------ SOURCE MATERIAL ------

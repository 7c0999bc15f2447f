use sea_orm_migration::{prelude::*, schema::*};

use super::m20260105_000001_create_user_table::User;

#[derive(DeriveMigrationName)]
pub struct Migration;

#[async_trait::async_trait]
impl MigrationTrait for Migration {
    async fn up(&self, manager: &SchemaManager) -> Result<(), DbErr> {
        manager
            .create_table(
                Table::create()
                    .table(AutoAcceptRule::Table)
                    .if_not_exists()
                    .col(pk_auto(AutoAcceptRule::Id))
                    .col(integer_uniq(AutoAcceptRule::DriverId))
                    .col(boolean(AutoAcceptRule::Enabled).default(false))
                    .col(integer(AutoAcceptRule::MinPricePercentage).default(80))
                    .col(decimal_len_null(AutoAcceptRule::MaxDiscountAmount, 12, 2))
                    .col(
                        timestamp_with_time_zone(AutoAcceptRule::CreatedAt)
                            .default(Expr::current_timestamp()),
                    )
                    .col(
                        timestamp_with_time_zone(AutoAcceptRule::UpdatedAt)
                            .default(Expr::current_timestamp()),
                    )
                    .foreign_key(
                        ForeignKey::create()
                            .name("fk_auto_accept_rule_driver_id")
                            .from(AutoAcceptRule::Table, AutoAcceptRule::DriverId)
                            .to(User::Table, User::Id)
                            .on_delete(ForeignKeyAction::Cascade)
                            .on_update(ForeignKeyAction::Cascade),
                    )
                    .to_owned(),
            )
            .await
    }

    async fn down(&self, manager: &SchemaManager) -> Result<(), DbErr> {
        manager
            .drop_table(Table::drop().table(AutoAcceptRule::Table).to_owned())
            .await
    }
}

#[derive(DeriveIden)]
pub enum AutoAcceptRule {
    Table,
    Id,
    DriverId,
    Enabled,
    MinPricePercentage,
    MaxDiscountAmount,
    CreatedAt,
    UpdatedAt,
}
use serde::{Deserialize, Serialize};
use utoipa::ToSchema;

#[derive(Serialize, Deserialize, ToSchema)]
pub struct ErrorDto {
    pub error: String,
}

/// Plain acknowledgement returned by endpoints without a resource body.
#[derive(Debug, Clone, Serialize, Deserialize, ToSchema)]
pub struct MessageDto {
    pub message: String,
}

impl MessageDto {
    pub fn new(message: impl Into<String>) -> Self {
        Self {
            message: message.into(),
        }
    }
}
use std::sync::LazyLock;

use regex::Regex;

use crate::server::error::AppError;

static UZ_PHONE: LazyLock<Regex> =
    LazyLock::new(|| Regex::new(r"^\+998\d{9}$").expect("phone pattern is a valid regex"));

/// Validates an Uzbek phone number in `+998XXXXXXXXX` form.
///
/// Surrounding whitespace is ignored.
///
/// # Arguments
/// - `phone` - Phone number as entered by the client
///
/// # Returns
/// - `Ok(String)` - The trimmed phone number
/// - `Err(AppError::BadRequest)` - The value is not a valid Uzbek number
pub fn validate_phone(phone: &str) -> Result<String, AppError> {
    let phone = phone.trim();
    if !UZ_PHONE.is_match(phone) {
        return Err(AppError::BadRequest(
            "Phone number must be in format +998XXXXXXXXX".to_string(),
        ));
    }
    Ok(phone.to_string())
}

/// Strips everything but digits, the form SMS providers expect (`998901234567`).
pub fn digits_only(phone: &str) -> String {
    phone.chars().filter(char::is_ascii_digit).collect()
}

/// Masks the middle of a phone number for display to other users.
pub fn mask_phone(phone: &str) -> String {
    let chars: Vec<char> = phone.chars().collect();
    if chars.len() < 8 {
        return phone.to_string();
    }
    let head: String = chars[..6].iter().collect();
    let tail: String = chars[chars.len() - 2..].iter().collect();
    format!("{head}*****{tail}")
}

#[cfg(test)]
mod tests {
    use super::*;

    /// Expected: accepts a well formed number and trims whitespace
    #[test]
    fn accepts_valid_number() {
        assert_eq!(validate_phone(" +998901234567 ").unwrap(), "+998901234567");
    }

    /// Expected: rejects wrong country code, missing plus, and wrong length
    #[test]
    fn rejects_malformed_numbers() {
        for phone in ["+99890123456", "998901234567", "+7901234567890", "+99890123456a"] {
            assert!(validate_phone(phone).is_err(), "{phone} should be rejected");
        }
    }

    #[test]
    fn strips_plus_for_gateway() {
        assert_eq!(digits_only("+998901234567"), "998901234567");
    }

    #[test]
    fn masks_middle_digits() {
        assert_eq!(mask_phone("+998901234567"), "+99890*****67");
    }
}
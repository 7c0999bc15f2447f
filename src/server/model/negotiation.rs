//! Price negotiation domain models and parameters.
//!
//! A negotiation is a chain of offers between one passenger and one driver for one trip.
//! The chain header tracks the overall status and points at the head offer, the only
//! offer that can still be countered, accepted, or rejected.

use chrono::{DateTime, Utc};
use entity::sea_orm_active_enums::{NegotiationStatus, OfferProposer, OfferStatus};
use rust_decimal::Decimal;

use crate::model::negotiation::{
    AutoAcceptRuleDto, BulkAnswer, BulkRespondResultDto, NegotiationDto, NegotiationPageDto,
    OfferDto, OpenNegotiationDto, PriceRecommendationDto,
};

/// Default minimum share of the trip price a driver auto-accepts.
pub const DEFAULT_MIN_PRICE_PERCENTAGE: i32 = 80;

/// One link of a negotiation chain.
#[derive(Debug, Clone, PartialEq)]
pub struct Offer {
    pub id: i32,
    pub negotiation_id: i32,
    /// Offer this one answers, `None` for the opening offer
    pub previous_offer_id: Option<i32>,
    pub proposer: OfferProposer,
    pub price: Decimal,
    pub message: Option<String>,
    pub status: OfferStatus,
    pub expires_at: DateTime<Utc>,
    pub responded_at: Option<DateTime<Utc>>,
    pub response_message: Option<String>,
    pub auto_accepted: bool,
    pub created_at: DateTime<Utc>,
}

impl Offer {
    pub fn from_entity(entity: entity::negotiation_offer::Model) -> Self {
        Self {
            id: entity.id,
            negotiation_id: entity.negotiation_id,
            previous_offer_id: entity.previous_offer_id,
            proposer: entity.proposer,
            price: entity.price,
            message: entity.message,
            status: entity.status,
            expires_at: entity.expires_at,
            responded_at: entity.responded_at,
            response_message: entity.response_message,
            auto_accepted: entity.auto_accepted,
            created_at: entity.created_at,
        }
    }

    pub fn into_dto(self) -> OfferDto {
        OfferDto {
            id: self.id,
            previous_offer_id: self.previous_offer_id,
            proposer: self.proposer,
            price: self.price,
            message: self.message,
            status: self.status,
            expires_at: self.expires_at,
            responded_at: self.responded_at,
            response_message: self.response_message,
            auto_accepted: self.auto_accepted,
            created_at: self.created_at,
        }
    }
}

/// Header values a guarded chain write expects to still find on the row.
///
/// Every transition is written with `status` and `head_offer_id` as the compare values,
/// so of two requests acting on the same head only the first one commits.
#[derive(Debug, Clone, Copy, PartialEq, Eq)]
pub struct ChainVersion {
    pub id: i32,
    pub status: NegotiationStatus,
    pub head_offer_id: Option<i32>,
}

impl ChainVersion {
    pub fn of_entity(entity: &entity::price_negotiation::Model) -> Self {
        Self {
            id: entity.id,
            status: entity.status,
            head_offer_id: entity.head_offer_id,
        }
    }
}

/// Negotiation chain header with its ordered offer history.
#[derive(Debug, Clone, PartialEq)]
pub struct Negotiation {
    pub id: i32,
    pub trip_id: i32,
    pub passenger_id: i32,
    pub driver_id: i32,
    pub seats_requested: i32,
    /// Trip seat price at the time the chain was opened
    pub original_price: Decimal,
    pub final_price: Option<Decimal>,
    pub status: NegotiationStatus,
    pub head_offer_id: Option<i32>,
    pub booking_id: Option<i32>,
    pub expires_at: DateTime<Utc>,
    pub resolved_at: Option<DateTime<Utc>>,
    pub created_at: DateTime<Utc>,
    /// Offers ordered oldest first
    pub offers: Vec<Offer>,
}

impl Negotiation {
    /// Builds the domain model from the chain row and its offers.
    ///
    /// # Arguments
    /// - `entity` - Chain header row
    /// - `offers` - Offer rows of the chain in any order, sorted here by insertion
    pub fn from_entity(
        entity: entity::price_negotiation::Model,
        offers: Vec<entity::negotiation_offer::Model>,
    ) -> Self {
        let mut offers: Vec<Offer> = offers.into_iter().map(Offer::from_entity).collect();
        offers.sort_by_key(|offer| offer.id);

        Self {
            id: entity.id,
            trip_id: entity.trip_id,
            passenger_id: entity.passenger_id,
            driver_id: entity.driver_id,
            seats_requested: entity.seats_requested,
            original_price: entity.original_price,
            final_price: entity.final_price,
            status: entity.status,
            head_offer_id: entity.head_offer_id,
            booking_id: entity.booking_id,
            expires_at: entity.expires_at,
            resolved_at: entity.resolved_at,
            created_at: entity.created_at,
            offers,
        }
    }

    pub fn version(&self) -> ChainVersion {
        ChainVersion {
            id: self.id,
            status: self.status,
            head_offer_id: self.head_offer_id,
        }
    }

    /// The offer currently awaiting a response.
    pub fn head(&self) -> Option<&Offer> {
        let head_id = self.head_offer_id?;
        self.offers.iter().find(|offer| offer.id == head_id)
    }

    /// Role of `user_id` in this chain, `None` for outsiders.
    pub fn role_of(&self, user_id: i32) -> Option<OfferProposer> {
        if user_id == self.passenger_id {
            Some(OfferProposer::Passenger)
        } else if user_id == self.driver_id {
            Some(OfferProposer::Driver)
        } else {
            None
        }
    }

    /// User ID of the party on the other side of `role`.
    pub fn counterpart_of(&self, role: OfferProposer) -> i32 {
        match role {
            OfferProposer::Passenger => self.driver_id,
            OfferProposer::Driver => self.passenger_id,
        }
    }

    pub fn into_dto(self) -> NegotiationDto {
        NegotiationDto {
            id: self.id,
            trip_id: self.trip_id,
            passenger_id: self.passenger_id,
            driver_id: self.driver_id,
            seats_requested: self.seats_requested,
            original_price: self.original_price,
            final_price: self.final_price,
            status: self.status,
            head_offer_id: self.head_offer_id,
            booking_id: self.booking_id,
            expires_at: self.expires_at,
            resolved_at: self.resolved_at,
            created_at: self.created_at,
            offers: self.offers.into_iter().map(Offer::into_dto).collect(),
        }
    }
}

#[derive(Debug, Clone)]
pub struct PaginatedNegotiations {
    pub negotiations: Vec<Negotiation>,
    pub total: u64,
    pub page: u64,
    pub per_page: u64,
    pub total_pages: u64,
}

impl PaginatedNegotiations {
    pub fn into_dto(self) -> NegotiationPageDto {
        NegotiationPageDto {
            negotiations: self
                .negotiations
                .into_iter()
                .map(Negotiation::into_dto)
                .collect(),
            total: self.total,
            page: self.page,
            per_page: self.per_page,
            total_pages: self.total_pages,
        }
    }
}

/// A driver's auto-accept configuration.
#[derive(Debug, Clone, Copy, PartialEq)]
pub struct AutoAcceptRule {
    pub enabled: bool,
    /// Minimum share of the trip price, 1..=100
    pub min_price_percentage: i32,
    /// Largest absolute discount accepted, if any
    pub max_discount_amount: Option<Decimal>,
}

impl Default for AutoAcceptRule {
    fn default() -> Self {
        Self {
            enabled: false,
            min_price_percentage: DEFAULT_MIN_PRICE_PERCENTAGE,
            max_discount_amount: None,
        }
    }
}

impl AutoAcceptRule {
    pub fn from_entity(entity: entity::auto_accept_rule::Model) -> Self {
        Self {
            enabled: entity.enabled,
            min_price_percentage: entity.min_price_percentage,
            max_discount_amount: entity.max_discount_amount,
        }
    }

    pub fn from_dto(dto: AutoAcceptRuleDto) -> Self {
        Self {
            enabled: dto.enabled,
            min_price_percentage: dto.min_price_percentage,
            max_discount_amount: dto.max_discount_amount,
        }
    }

    pub fn into_dto(self) -> AutoAcceptRuleDto {
        AutoAcceptRuleDto {
            enabled: self.enabled,
            min_price_percentage: self.min_price_percentage,
            max_discount_amount: self.max_discount_amount,
        }
    }
}

/// Parameters for a passenger opening a negotiation.
#[derive(Debug, Clone)]
pub struct OpenNegotiationParams {
    pub passenger_id: i32,
    pub trip_id: i32,
    pub seats_requested: i32,
    pub proposed_price: Decimal,
    pub message: Option<String>,
}

impl OpenNegotiationParams {
    pub fn from_dto(passenger_id: i32, dto: OpenNegotiationDto) -> Self {
        Self {
            passenger_id,
            trip_id: dto.trip_id,
            seats_requested: dto.seats_requested,
            proposed_price: dto.proposed_price,
            message: dto.message,
        }
    }
}

/// Column values for inserting an offer.
#[derive(Debug, Clone)]
pub struct NewOffer {
    pub negotiation_id: i32,
    pub previous_offer_id: Option<i32>,
    pub proposer: OfferProposer,
    pub price: Decimal,
    pub message: Option<String>,
    pub expires_at: DateTime<Utc>,
}

/// Suggested seat price for a route.
#[derive(Debug, Clone, PartialEq)]
pub struct PriceRecommendation {
    pub from_location: String,
    pub to_location: String,
    pub recommended_price: Decimal,
    pub min_price: Decimal,
    pub max_price: Decimal,
    /// Trips the average was computed from, zero when the fallback price was used
    pub sample_size: u64,
}

impl PriceRecommendation {
    pub fn into_dto(self) -> PriceRecommendationDto {
        PriceRecommendationDto {
            from_location: self.from_location,
            to_location: self.to_location,
            recommended_price: self.recommended_price,
            min_price: self.min_price,
            max_price: self.max_price,
            sample_size: self.sample_size,
        }
    }
}

/// Result of answering several chains at once.
#[derive(Debug, Clone, PartialEq)]
pub struct BulkOutcome {
    pub answer: BulkAnswer,
    pub succeeded: Vec<i32>,
    pub failed: Vec<i32>,
}

impl BulkOutcome {
    pub fn into_dto(self) -> BulkRespondResultDto {
        BulkRespondResultDto {
            answer: self.answer,
            processed: (self.succeeded.len() + self.failed.len()) as u32,
            succeeded: self.succeeded.len() as u32,
            failed: self.failed.len() as u32,
            failed_ids: self.failed,
        }
    }
}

------

• INSTRUCTIONS TO FOLLOW:
Every line from the one containing "chains at once." through the final line of the data above is to be restated word for word, and nothing more.

• SOLUTION TO THE PROBLEM:
/// Result of answering several chains at once.
#[derive(Debug, Clone, PartialEq)]
pub struct BulkOutcome {
    pub answer: BulkAnswer,
    pub succeeded: Vec<i32>,
    pub failed: Vec<i32>,
}

impl BulkOutcome {
    pub fn into_dto(self) -> BulkRespondResultDto {
        BulkRespondResultDto {
            answer: self.answer,
            processed: (self.succeeded.len() + self.failed.len()) as u32,
            succeeded: self.succeeded.len() as u32,
            failed: self.failed.len() as u32,
            failed_ids: self.failed,
        }
    }
}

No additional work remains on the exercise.